> [Exercise brief]: Report every line of the entries that contains the word "application".

> [Available data]:
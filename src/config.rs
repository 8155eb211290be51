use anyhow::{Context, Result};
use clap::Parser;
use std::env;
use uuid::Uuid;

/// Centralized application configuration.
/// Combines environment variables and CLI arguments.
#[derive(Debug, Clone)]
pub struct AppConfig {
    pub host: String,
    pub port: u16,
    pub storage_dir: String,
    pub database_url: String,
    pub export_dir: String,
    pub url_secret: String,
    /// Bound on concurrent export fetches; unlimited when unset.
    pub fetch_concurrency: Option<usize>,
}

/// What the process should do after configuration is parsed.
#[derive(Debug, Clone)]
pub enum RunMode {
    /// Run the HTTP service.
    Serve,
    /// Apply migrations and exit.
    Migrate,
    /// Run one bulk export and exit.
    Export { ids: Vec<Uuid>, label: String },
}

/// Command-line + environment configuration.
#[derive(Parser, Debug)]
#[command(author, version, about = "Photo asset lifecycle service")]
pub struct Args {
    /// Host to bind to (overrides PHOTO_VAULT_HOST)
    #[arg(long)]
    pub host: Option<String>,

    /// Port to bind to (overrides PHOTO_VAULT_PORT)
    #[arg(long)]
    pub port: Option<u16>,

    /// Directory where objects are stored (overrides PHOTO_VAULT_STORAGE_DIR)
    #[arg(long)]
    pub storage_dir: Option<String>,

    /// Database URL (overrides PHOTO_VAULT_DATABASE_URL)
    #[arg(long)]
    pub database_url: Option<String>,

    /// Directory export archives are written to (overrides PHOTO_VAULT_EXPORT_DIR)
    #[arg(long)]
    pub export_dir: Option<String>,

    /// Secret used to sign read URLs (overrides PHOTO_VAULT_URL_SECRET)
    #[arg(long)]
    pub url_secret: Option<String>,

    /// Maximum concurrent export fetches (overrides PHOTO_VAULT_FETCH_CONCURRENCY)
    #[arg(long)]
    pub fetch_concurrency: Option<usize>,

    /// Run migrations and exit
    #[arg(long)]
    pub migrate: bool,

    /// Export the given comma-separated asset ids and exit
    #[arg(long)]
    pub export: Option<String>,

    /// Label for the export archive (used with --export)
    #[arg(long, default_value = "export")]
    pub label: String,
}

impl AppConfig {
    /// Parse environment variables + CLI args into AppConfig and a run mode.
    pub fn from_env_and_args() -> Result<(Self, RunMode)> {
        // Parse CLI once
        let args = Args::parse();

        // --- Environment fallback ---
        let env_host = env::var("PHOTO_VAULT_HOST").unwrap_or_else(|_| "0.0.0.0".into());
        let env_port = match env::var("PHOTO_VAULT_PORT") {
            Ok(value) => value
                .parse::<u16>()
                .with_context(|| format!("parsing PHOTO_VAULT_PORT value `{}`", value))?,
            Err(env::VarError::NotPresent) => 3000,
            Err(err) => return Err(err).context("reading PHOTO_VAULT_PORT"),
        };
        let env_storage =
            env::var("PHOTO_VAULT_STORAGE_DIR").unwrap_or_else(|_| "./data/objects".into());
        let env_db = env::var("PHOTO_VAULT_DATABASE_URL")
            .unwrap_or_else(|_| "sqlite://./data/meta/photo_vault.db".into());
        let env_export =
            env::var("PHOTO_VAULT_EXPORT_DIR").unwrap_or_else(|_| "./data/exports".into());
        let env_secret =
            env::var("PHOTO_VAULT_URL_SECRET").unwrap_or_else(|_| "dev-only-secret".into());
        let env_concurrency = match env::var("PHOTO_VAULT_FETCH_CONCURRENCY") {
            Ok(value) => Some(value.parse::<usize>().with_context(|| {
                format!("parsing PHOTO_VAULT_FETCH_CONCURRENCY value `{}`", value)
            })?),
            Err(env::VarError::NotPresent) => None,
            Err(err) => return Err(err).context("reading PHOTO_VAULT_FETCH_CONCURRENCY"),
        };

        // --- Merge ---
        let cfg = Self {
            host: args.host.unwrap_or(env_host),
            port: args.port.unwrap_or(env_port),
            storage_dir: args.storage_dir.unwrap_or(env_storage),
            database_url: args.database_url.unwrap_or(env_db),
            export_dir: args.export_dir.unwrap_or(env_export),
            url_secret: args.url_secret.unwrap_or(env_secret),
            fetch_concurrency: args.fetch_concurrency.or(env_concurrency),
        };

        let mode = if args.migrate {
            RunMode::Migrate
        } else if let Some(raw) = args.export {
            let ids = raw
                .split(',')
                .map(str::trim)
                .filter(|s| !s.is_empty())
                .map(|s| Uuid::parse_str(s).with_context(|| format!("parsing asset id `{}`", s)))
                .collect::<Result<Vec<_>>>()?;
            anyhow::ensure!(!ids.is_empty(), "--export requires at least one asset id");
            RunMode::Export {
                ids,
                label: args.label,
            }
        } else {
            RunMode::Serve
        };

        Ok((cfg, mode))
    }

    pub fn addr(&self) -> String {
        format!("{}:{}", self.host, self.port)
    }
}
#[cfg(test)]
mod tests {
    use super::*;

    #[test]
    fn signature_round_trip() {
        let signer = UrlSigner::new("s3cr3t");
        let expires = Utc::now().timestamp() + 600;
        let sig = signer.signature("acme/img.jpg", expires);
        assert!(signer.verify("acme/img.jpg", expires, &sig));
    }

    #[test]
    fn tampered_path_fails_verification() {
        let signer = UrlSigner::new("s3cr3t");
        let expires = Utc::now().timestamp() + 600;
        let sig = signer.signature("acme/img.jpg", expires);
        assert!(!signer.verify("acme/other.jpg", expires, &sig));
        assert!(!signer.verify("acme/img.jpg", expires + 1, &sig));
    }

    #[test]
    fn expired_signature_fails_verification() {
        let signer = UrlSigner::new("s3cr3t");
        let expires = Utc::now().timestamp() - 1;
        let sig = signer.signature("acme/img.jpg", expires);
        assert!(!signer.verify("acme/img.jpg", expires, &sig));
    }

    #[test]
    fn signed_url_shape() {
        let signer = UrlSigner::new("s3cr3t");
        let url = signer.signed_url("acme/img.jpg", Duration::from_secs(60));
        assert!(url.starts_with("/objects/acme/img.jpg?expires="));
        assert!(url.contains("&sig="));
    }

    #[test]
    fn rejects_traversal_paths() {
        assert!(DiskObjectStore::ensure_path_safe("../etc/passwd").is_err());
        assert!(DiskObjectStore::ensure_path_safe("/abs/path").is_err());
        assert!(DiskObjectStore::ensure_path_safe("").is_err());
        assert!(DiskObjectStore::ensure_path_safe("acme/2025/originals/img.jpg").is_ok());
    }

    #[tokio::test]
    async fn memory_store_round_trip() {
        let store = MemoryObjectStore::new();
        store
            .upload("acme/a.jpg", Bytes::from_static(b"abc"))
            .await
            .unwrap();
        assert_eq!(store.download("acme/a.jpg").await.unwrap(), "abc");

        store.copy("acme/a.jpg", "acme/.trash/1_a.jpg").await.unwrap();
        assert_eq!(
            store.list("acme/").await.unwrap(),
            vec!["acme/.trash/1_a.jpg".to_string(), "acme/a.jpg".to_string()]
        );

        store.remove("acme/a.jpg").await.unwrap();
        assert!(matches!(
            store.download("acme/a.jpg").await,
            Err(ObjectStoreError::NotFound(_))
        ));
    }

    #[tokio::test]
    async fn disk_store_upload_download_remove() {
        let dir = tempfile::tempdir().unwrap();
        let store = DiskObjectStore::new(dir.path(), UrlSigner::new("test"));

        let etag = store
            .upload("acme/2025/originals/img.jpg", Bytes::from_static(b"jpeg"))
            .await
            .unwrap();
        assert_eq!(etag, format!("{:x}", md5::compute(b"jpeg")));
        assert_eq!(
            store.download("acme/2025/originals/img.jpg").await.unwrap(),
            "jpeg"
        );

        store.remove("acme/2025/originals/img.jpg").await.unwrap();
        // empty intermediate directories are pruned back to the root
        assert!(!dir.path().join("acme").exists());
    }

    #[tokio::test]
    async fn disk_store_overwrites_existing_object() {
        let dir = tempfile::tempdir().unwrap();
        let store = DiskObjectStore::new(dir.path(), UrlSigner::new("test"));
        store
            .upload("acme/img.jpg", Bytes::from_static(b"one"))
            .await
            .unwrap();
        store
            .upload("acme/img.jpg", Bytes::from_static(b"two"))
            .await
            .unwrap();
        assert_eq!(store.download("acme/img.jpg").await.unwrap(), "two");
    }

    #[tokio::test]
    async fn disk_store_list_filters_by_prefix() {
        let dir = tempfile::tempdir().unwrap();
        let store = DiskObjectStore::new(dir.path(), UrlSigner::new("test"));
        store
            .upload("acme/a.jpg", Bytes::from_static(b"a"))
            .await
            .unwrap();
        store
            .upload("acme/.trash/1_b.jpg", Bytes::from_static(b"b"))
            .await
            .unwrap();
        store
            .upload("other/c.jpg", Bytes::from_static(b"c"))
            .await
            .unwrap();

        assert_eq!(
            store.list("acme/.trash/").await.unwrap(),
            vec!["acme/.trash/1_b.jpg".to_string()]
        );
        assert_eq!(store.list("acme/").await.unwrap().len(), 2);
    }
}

* * *

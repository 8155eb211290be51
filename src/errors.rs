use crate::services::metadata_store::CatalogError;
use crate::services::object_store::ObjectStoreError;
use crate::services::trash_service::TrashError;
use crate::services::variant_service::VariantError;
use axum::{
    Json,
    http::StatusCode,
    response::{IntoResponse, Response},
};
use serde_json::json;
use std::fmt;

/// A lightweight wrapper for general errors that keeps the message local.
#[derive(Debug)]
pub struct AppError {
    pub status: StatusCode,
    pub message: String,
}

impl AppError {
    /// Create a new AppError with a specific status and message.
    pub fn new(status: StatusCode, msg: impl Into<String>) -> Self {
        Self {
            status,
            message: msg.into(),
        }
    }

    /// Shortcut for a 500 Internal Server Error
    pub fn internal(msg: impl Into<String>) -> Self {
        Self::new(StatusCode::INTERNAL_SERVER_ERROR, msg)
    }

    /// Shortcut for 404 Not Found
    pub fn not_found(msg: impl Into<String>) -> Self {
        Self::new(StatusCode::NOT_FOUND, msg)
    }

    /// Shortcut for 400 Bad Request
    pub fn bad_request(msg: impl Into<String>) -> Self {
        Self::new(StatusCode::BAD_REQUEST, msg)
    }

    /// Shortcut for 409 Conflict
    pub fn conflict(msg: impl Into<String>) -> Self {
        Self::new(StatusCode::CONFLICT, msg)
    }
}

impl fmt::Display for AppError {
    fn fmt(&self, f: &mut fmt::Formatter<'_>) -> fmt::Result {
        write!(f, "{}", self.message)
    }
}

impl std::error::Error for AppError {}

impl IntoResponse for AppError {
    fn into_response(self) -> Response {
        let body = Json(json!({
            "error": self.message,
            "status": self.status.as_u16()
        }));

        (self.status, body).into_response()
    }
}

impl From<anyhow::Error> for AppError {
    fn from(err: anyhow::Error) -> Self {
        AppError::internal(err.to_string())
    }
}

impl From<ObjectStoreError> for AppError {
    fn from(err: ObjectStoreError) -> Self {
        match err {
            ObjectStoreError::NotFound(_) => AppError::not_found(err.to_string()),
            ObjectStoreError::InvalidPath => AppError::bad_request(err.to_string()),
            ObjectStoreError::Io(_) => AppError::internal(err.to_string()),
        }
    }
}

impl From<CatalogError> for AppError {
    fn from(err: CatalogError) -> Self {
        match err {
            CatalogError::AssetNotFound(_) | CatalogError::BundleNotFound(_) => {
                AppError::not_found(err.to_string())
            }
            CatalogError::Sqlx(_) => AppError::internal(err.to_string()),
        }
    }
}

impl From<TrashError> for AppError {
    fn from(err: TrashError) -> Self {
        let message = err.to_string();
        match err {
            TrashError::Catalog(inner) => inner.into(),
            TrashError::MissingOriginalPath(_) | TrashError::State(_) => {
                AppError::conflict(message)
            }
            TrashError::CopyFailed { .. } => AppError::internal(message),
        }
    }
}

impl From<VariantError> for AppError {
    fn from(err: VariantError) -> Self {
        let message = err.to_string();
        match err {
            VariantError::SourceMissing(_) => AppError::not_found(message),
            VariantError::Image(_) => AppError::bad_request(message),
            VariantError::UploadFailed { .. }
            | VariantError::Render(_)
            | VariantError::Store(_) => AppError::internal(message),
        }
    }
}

---

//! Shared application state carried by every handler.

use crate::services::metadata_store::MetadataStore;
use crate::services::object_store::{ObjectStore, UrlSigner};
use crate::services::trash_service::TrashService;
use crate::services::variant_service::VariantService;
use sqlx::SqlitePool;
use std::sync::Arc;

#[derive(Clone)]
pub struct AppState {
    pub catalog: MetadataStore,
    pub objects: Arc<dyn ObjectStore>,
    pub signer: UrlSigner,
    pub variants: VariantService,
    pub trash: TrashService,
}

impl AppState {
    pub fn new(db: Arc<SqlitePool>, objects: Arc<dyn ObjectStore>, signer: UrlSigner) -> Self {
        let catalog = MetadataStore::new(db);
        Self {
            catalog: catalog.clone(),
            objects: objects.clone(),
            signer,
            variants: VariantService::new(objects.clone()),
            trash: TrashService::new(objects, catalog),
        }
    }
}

> [Result of the exercise]:
/// Centralized application configuration.
//! Shared application state carried by every handler.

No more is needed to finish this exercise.